Pound was firmly “in” by the waning months of 1911. He was surprised the offices were “two cells inside a printing press,” but that hardly mattered given the depth of talent at the paper. It’s likely he’d met Hastings and Orage socially before they met professionally; Pound’s personal list of “delightful people” included New Age writers Hulme, Richard Aldington, Allen Upward, Frank (F.S) Flint, Wyndham Lewis (who briefly wrote for the paper in 1911 and 1912), and a mutual acquaintance, the literary power broker Ford Madox Hueffer. Hastings pulled Frank Flint out of the slush pile in 1908 when Flint still wrote ‘verse,’ and for a while had him writing reviews. One was Flint's favorable review of Personae quoting in entirety ‘And Thus in Nineveh’ (F.S. Flint Personae N.A. 27 May 1909.) Once Flint became an apostate and talked about shedding “old devices” — regular metrical beat and rhyming — 'Beatrice Tina' Hastings asked him to explain his rules ever so slightly more explicitly. Was it permissible to write a sonnet? Flint followed Hastings' banter with, “Miss Tina could write what she wished and command attention,” explaining he liked free rhythm because it was spontaneous (F.S. Flint 'Scorn Not the Sonnet' Letter to the Editor 20 January 1910).

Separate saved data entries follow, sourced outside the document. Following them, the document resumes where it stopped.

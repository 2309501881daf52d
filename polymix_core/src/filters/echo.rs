//! Feedback delay with a one-pole smoother on the feedback tap.

use super::{Filter, FilterBlock, FilterContext, FilterInstance, FilterParams, WET};

pub const DELAY: usize = 1;
pub const DECAY: usize = 2;
pub const FILTER: usize = 3;

#[derive(Debug, Clone, Copy, PartialEq)]
pub struct EchoFilter {
    /// Seconds between repeats. Fixes the delay line size on first use.
    pub delay: f32,
    /// Feedback gain per repeat
    pub decay: f32,
    /// One-pole coefficient on the feedback path; 0 leaves repeats unfiltered
    pub filter: f32,
}

impl Default for EchoFilter {
    fn default() -> Self {
        Self {
            delay: 0.3,
            decay: 0.7,
            filter: 0.0,
        }
    }
}

impl EchoFilter {
    pub fn new(delay: f32, decay: f32, filter: f32) -> Self {
        Self {
            delay,
            decay,
            filter,
        }
    }
}

impl Filter for EchoFilter {
    fn create_instance(&self) -> Box<dyn FilterInstance> {
        Box::new(EchoInstance {
            params: FilterParams::new(&[self.delay, self.decay, self.filter]),
            line: Vec::new(),
            max_length: 0,
            offset: 0,
        })
    }

    fn param_names(&self) -> &'static [&'static str] {
        &["Wet", "Delay", "Decay", "Filter"]
    }
}

pub struct EchoInstance {
    params: FilterParams,
    /// Planar delay line, `max_length` samples per channel
    line: Vec<f32>,
    max_length: usize,
    offset: usize,
}

impl FilterInstance for EchoInstance {
    fn params(&self) -> &FilterParams {
        &self.params
    }

    fn params_mut(&mut self) -> &mut FilterParams {
        &mut self.params
    }

    fn process(&mut self, block: &mut FilterBlock<'_>, _ctx: &dyn FilterContext) {
        let wanted = (self.params.value(DELAY) * block.sample_rate).ceil().max(1.0) as usize;
        if self.line.is_empty() {
            self.max_length = wanted;
            self.line = vec![0.0; wanted * block.channels];
        }
        let channels = block.channels.min(self.line.len() / self.max_length);
        let length = wanted.min(self.max_length);
        // The delay parameter may have shrunk since the last block.
        self.offset %= length;

        let wet = self.params.value(WET);
        let decay = self.params.value(DECAY);
        let smooth = self.params.value(FILTER);

        let mut prev = (self.offset + length - 1) % length;
        for i in 0..block.frames {
            for channel in 0..channels {
                let line = &mut self.line[channel * self.max_length..];
                let sample = &mut block.samples[channel * block.stride + i];

                line[self.offset] = smooth * line[prev] + (1.0 - smooth) * line[self.offset];
                let n = *sample + line[self.offset] * decay;
                line[self.offset] = n;
                *sample += (n - *sample) * wet;
            }
            prev = self.offset;
            self.offset = (self.offset + 1) % length;
        }
    }
}

#[cfg(test)]
mod tests {
    use super::*;
    use crate::filters::{Detached, run_filter};

    fn run(instance: &mut dyn FilterInstance, samples: &mut [f32], rate: f32) {
        let frames = samples.len();
        let mut block = FilterBlock {
            samples,
            frames,
            stride: frames,
            channels: 1,
            sample_rate: rate,
            time: 0.0,
        };
        run_filter(instance, &mut block, &Detached);
    }

    #[test]
    fn test_impulse_repeats_after_delay() {
        // 4 samples of delay at 100 Hz.
        let mut echo = EchoFilter::new(0.04, 0.5, 0.0).create_instance();
        let mut samples = [0.0f32; 12];
        samples[0] = 1.0;
        run(echo.as_mut(), &mut samples, 100.0);
        assert_eq!(samples[0], 1.0);
        assert_eq!(samples[4], 0.5);
        assert_eq!(samples[8], 0.25);
        assert_eq!(samples[3], 0.0);
    }

    #[test]
    fn test_delay_line_persists_across_blocks() {
        let mut echo = EchoFilter::new(0.04, 0.5, 0.0).create_instance();
        let mut first = [1.0f32, 0.0];
        run(echo.as_mut(), &mut first, 100.0);
        let mut second = [0.0f32; 4];
        run(echo.as_mut(), &mut second, 100.0);
        assert_eq!(second[2], 0.5);
    }

    #[test]
    fn test_zero_delay_does_not_panic() {
        let mut echo = EchoFilter::new(0.0, 0.5, 0.0).create_instance();
        let mut samples = [0.5f32; 8];
        run(echo.as_mut(), &mut samples, 44_100.0);
        assert!(samples.iter().all(|s| s.is_finite()));
    }
}
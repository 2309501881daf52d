//! Stateless signal kernels used by the mix loop.

pub mod clip;
pub mod pan_expand;
pub mod resample;

pub use clip::{ClipParams, clip, interleave_f32, interleave_s16};
pub use pan_expand::{PanRamp, pan_and_expand};
pub use resample::resample;
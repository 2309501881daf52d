//! In-memory PCM source.

use std::sync::Arc;

use polymix_core::constants::is_supported_channel_count;
use polymix_core::{MixResult, MixerError};

use super::{AudioSource, Instance, SeekRequest, SourceInstance, SourceProperties};

/// Planar PCM held in memory and shared by every voice playing it.
pub struct Clip {
    props: SourceProperties,
    data: Arc<[f32]>,
    frames: usize,
}

impl Clip {
    /// `data` holds `channels` consecutive planes of equal length.
    pub fn from_planar(data: Vec<f32>, channels: usize, sample_rate: f32) -> MixResult<Self> {
        check_layout(data.len(), channels)?;
        let frames = data.len() / channels;
        Ok(Self {
            props: SourceProperties::new(sample_rate, channels),
            data: data.into(),
            frames,
        })
    }

    /// `data` is interleaved frame by frame.
    pub fn from_interleaved(data: &[f32], channels: usize, sample_rate: f32) -> MixResult<Self> {
        check_layout(data.len(), channels)?;
        let frames = data.len() / channels;
        let mut planar = vec![0.0; data.len()];
        for (i, frame) in data.chunks_exact(channels).enumerate() {
            for (c, &sample) in frame.iter().enumerate() {
                planar[c * frames + i] = sample;
            }
        }
        Self::from_planar(planar, channels, sample_rate)
    }

    pub fn frames(&self) -> usize {
        self.frames
    }

    /// Length in seconds at the native rate.
    pub fn length(&self) -> f64 {
        self.frames as f64 / self.props.base_sample_rate as f64
    }
}

fn check_layout(samples: usize, channels: usize) -> MixResult<()> {
    if !is_supported_channel_count(channels) {
        return Err(MixerError::UnsupportedFormat(format!("{channels} channel clips")));
    }
    if samples % channels != 0 {
        return Err(MixerError::UnsupportedFormat(format!(
            "{samples} samples do not split into {channels} channels"
        )));
    }
    Ok(())
}

impl AudioSource for Clip {
    fn properties(&self) -> &SourceProperties {
        &self.props
    }

    fn properties_mut(&mut self) -> &mut SourceProperties {
        &mut self.props
    }

    fn create_instance(&self) -> Instance {
        Instance::stream(ClipInstance {
            data: Arc::clone(&self.data),
            frames: self.frames,
            channels: self.props.channels,
            position: 0,
        })
    }
}

struct ClipInstance {
    data: Arc<[f32]>,
    frames: usize,
    channels: usize,
    position: usize,
}

impl SourceInstance for ClipInstance {
    fn fill(&mut self, out: &mut [f32], frames: usize, stride: usize) -> usize {
        let count = frames.min(self.frames - self.position);
        if count == 0 {
            return 0;
        }
        for channel in 0..self.channels {
            let src = channel * self.frames + self.position;
            let dst = channel * stride;
            out[dst..dst + count].copy_from_slice(&self.data[src..src + count]);
        }
        self.position += count;
        count
    }

    fn has_ended(&self) -> bool {
        self.position >= self.frames
    }

    fn rewind(&mut self) -> MixResult<()> {
        self.position = 0;
        Ok(())
    }

    fn seek(&mut self, request: SeekRequest, _scratch: &mut [f32]) -> MixResult<f64> {
        let frame = (request.target * request.sample_rate as f64).floor().max(0.0) as usize;
        self.position = frame.min(self.frames);
        Ok(request.target)
    }
}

Flint flattered her — Hastings was an indifferent poet—unless it was comic verse in which case she shone. Hastings made up her own rules about language. She brashly turned nouns into adverbs (“fireworky”) and anglicized French verbs –they “agaced from start to finish, but not to set your teeth on edge,” from agacer, to irritate or excite. Targeting Pound in 1913, Hastings joyfully exploited her working knowledge of French. Simultaneously she ridiculed the movement towards simplified spelling and roistered John Masefield for descending into the vernacular in Nan. Practically no one was exempt, including the big establishment writers Arnold Bennett and H.G. Wells and promising newcomers (Hastings' examples of overrated writers included Rupert Brooke and Kenneth Grahame, especially Grahame). So Hastings may have surprised herself when she reacted favorably to “Seafarer.” “A poem, indeed!” she exhaled twenty-five years later looking back at Pound's debut in a 1936 publication The “Old” New Age, Orage and Others.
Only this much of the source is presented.